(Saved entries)
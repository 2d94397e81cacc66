use anyhow::{Context, Result};
use owo_colors::OwoColorize;
use std::io::IsTerminal;
use terminal_size::{terminal_size, Width};

use crate::scoring::{
    factor_info, preset_info, Comparison, Factor, Preset, RankedCollege, WeightVector,
};

/// Check if stdout is a TTY (for auto-detecting color support)
pub fn should_use_colors() -> bool {
    std::io::stdout().is_terminal()
}

/// Get terminal width, defaulting to None for pipes (unlimited)
fn get_terminal_width() -> Option<usize> {
    terminal_size().map(|(Width(w), _)| w as usize)
}

/// Truncate a name to fit available width, accounting for Unicode
fn truncate_name(name: &str, max_width: usize) -> String {
    let chars: Vec<char> = name.chars().collect();
    if chars.len() <= max_width {
        name.to_string()
    } else if max_width > 3 {
        format!("{}...", chars[..max_width - 3].iter().collect::<String>())
    } else {
        chars[..max_width].iter().collect()
    }
}

/// Factor scores are shown as whole numbers
fn format_factor_score(score: f64) -> String {
    format!("{:.0}", score)
}

/// A bar of up to `width` cells proportional to a 0-100 score
fn score_bar(score: f64, width: usize) -> String {
    let filled = ((score.clamp(0.0, 100.0) / 100.0) * width as f64).round() as usize;
    format!("{}{}", "#".repeat(filled), ".".repeat(width - filled))
}

/// Format ranked colleges as a table with columns: Rank, Score, Name, Id
/// No headers. Rank column is right-aligned with a trailing dot, score is
/// right-aligned in 3 chars.
pub fn format_ranked_table(colleges: &[&RankedCollege], use_colors: bool) -> String {
    if colleges.is_empty() {
        return "No colleges found.".to_string();
    }

    let term_width = get_terminal_width();
    let rank_width = 4;
    let score_width = 3;
    let separator = "  ";

    colleges
        .iter()
        .map(|ranked| {
            let rank_str = format!("{:>3}.", ranked.rank);
            let score_str = format!("{:>width$}", ranked.overall_score, width = score_width);
            let id = &ranked.college.id;

            let fixed_width = rank_width + 1 + score_width + separator.len() * 2 + id.len();
            let name = match term_width {
                Some(width) if width > fixed_width + 10 => {
                    truncate_name(&ranked.college.name, width - fixed_width)
                }
                Some(_) => truncate_name(&ranked.college.name, 20),
                None => ranked.college.name.clone(),
            };

            if use_colors {
                format!(
                    "{} {}{}{}{}{}",
                    rank_str.dimmed(),
                    score_str.bold(),
                    separator,
                    name,
                    separator,
                    id.cyan()
                )
            } else {
                format!(
                    "{} {}{}{}{}{}",
                    rank_str, score_str, separator, name, separator, id
                )
            }
        })
        .collect::<Vec<_>>()
        .join("\n")
}

/// Format ranked colleges as tab-separated values for scripting
/// Columns: rank, overall score, id, name (no headers, no colors)
pub fn format_tsv(colleges: &[&RankedCollege]) -> String {
    colleges
        .iter()
        .map(|ranked| {
            format!(
                "{}\t{}\t{}\t{}",
                ranked.rank, ranked.overall_score, ranked.college.id, ranked.college.name
            )
        })
        .collect::<Vec<_>>()
        .join("\n")
}

/// Format ranked colleges as CSV with a header row and one column per factor
pub fn format_csv(colleges: &[&RankedCollege]) -> Result<String> {
    let mut writer = csv::Writer::from_writer(Vec::new());

    let mut header = vec!["rank", "id", "name", "overall_score"];
    header.extend(Factor::ALL.iter().map(|f| f.id()));
    writer.write_record(&header).context("Failed to write CSV header")?;

    for ranked in colleges {
        let mut row = vec![
            ranked.rank.to_string(),
            ranked.college.id.clone(),
            ranked.college.name.clone(),
            ranked.overall_score.to_string(),
        ];
        row.extend(
            Factor::ALL
                .iter()
                .map(|&f| format_factor_score(ranked.score(f))),
        );
        writer.write_record(&row).context("Failed to write CSV row")?;
    }

    let bytes = writer.into_inner().context("Failed to flush CSV output")?;
    String::from_utf8(bytes).context("CSV output is not valid UTF-8")
}

/// Format ranked colleges as pretty-printed JSON
pub fn format_json(colleges: &[&RankedCollege]) -> Result<String> {
    serde_json::to_string_pretty(colleges).context("Failed to serialize ranking")
}

/// Format the per-factor breakdown of one college.
///
/// Each line shows the factor score and how many overall points it
/// contributed under `weights`.
pub fn format_breakdown(ranked: &RankedCollege, weights: &WeightVector, use_colors: bool) -> String {
    let total = weights.total().max(1) as f64;
    let college = &ranked.college;

    let mut lines = Vec::new();
    let title = format!("#{} {}", ranked.rank, college.name);
    lines.push(if use_colors {
        title.bold().to_string()
    } else {
        title
    });
    lines.push(format!("  Id: {}", college.id));
    if let Some(ref short) = college.short_name {
        lines.push(format!("  Short name: {}", short));
    }
    lines.push(format!("  Overall score: {}", ranked.overall_score));
    lines.push(String::new());

    for (factor, weight) in weights.entries() {
        let info = factor_info(factor);
        let score = ranked.score(factor);
        let contribution = score * weight as f64 / total;
        let bar = score_bar(score, 20);
        let bar = match (use_colors, info.rgb()) {
            (true, Some((r, g, b))) => bar.truecolor(r, g, b).to_string(),
            (true, None) => bar.green().to_string(),
            (false, _) => bar,
        };
        lines.push(format!(
            "  {:<20} {:>3}  {}  weight {:>3}  +{:.1}",
            info.name,
            format_factor_score(score),
            bar,
            weight,
            contribution
        ));
    }

    lines.join("\n")
}

/// Format a side-by-side comparison. The leading score per factor is starred.
pub fn format_comparison(comparison: &Comparison, use_colors: bool) -> String {
    let col_width = comparison
        .colleges
        .iter()
        .map(|c| c.college.display_name().chars().count())
        .max()
        .unwrap_or(0)
        .clamp(6, 24);

    let mut lines = Vec::new();

    let mut header = format!("{:<20}", "");
    for ranked in &comparison.colleges {
        let name = truncate_name(ranked.college.display_name(), col_width);
        header.push_str(&format!("  {:>width$}", name, width = col_width));
    }
    lines.push(if use_colors {
        header.bold().to_string()
    } else {
        header
    });

    for row in &comparison.rows {
        let mut line = format!("{:<20}", factor_info(row.factor).name);
        for (i, score) in row.scores.iter().enumerate() {
            let mark = if row.leader == Some(i) { "*" } else { " " };
            let cell = format!("{}{}", format_factor_score(*score), mark);
            let cell = format!("{:>width$}", cell, width = col_width);
            if use_colors && row.leader == Some(i) {
                line.push_str(&format!("  {}", cell.green()));
            } else {
                line.push_str(&format!("  {}", cell));
            }
        }
        lines.push(line);
    }

    let mut overall = format!("{:<20}", "Overall");
    let mut rank = format!("{:<20}", "Rank");
    for ranked in &comparison.colleges {
        overall.push_str(&format!("  {:>width$}", format!("{} ", ranked.overall_score), width = col_width));
        rank.push_str(&format!("  {:>width$}", format!("{} ", ranked.rank), width = col_width));
    }
    lines.push(overall);
    lines.push(rank);

    lines.join("\n")
}

/// One line per factor: "academics        30"
pub fn format_weights(weights: &WeightVector) -> String {
    let mut lines: Vec<String> = weights
        .entries()
        .map(|(factor, weight)| format!("{:<16}{:>4}", factor.id(), weight))
        .collect();
    lines.push(format!("{:<16}{:>4}", "total", weights.total()));
    lines.join("\n")
}

/// List every preset with its description and weights
pub fn format_presets(use_colors: bool) -> String {
    Preset::ALL
        .iter()
        .map(|&preset| {
            let info = preset_info(preset);
            let weights = preset
                .weights()
                .entries()
                .map(|(f, w)| format!("{}={}", f.id(), w))
                .collect::<Vec<_>>()
                .join(" ");
            let id = if use_colors {
                preset.id().bold().to_string()
            } else {
                preset.id().to_string()
            };
            format!("{} ({})\n  {}\n  {}", id, info.name, info.description, weights)
        })
        .collect::<Vec<_>>()
        .join("\n")
}

/// List every factor with its display name and description
pub fn format_factors(use_colors: bool) -> String {
    Factor::ALL
        .iter()
        .map(|&factor| {
            let info = factor_info(factor);
            let id = if use_colors {
                factor.id().bold().to_string()
            } else {
                factor.id().to_string()
            };
            format!("{:<16} {}: {}", id, info.name, info.description)
        })
        .collect::<Vec<_>>()
        .join("\n")
}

*TASK:* Your reply should be nothing but the lines from the one containing "id, info.name, info.description)" through the last line above, copied exactly; please include both ends.

*WORKED SOLUTION:*
            format!("{:<16} {}: {}", id, info.name, info.description)
        })
        .collect::<Vec<_>>()
        .join("\n")
}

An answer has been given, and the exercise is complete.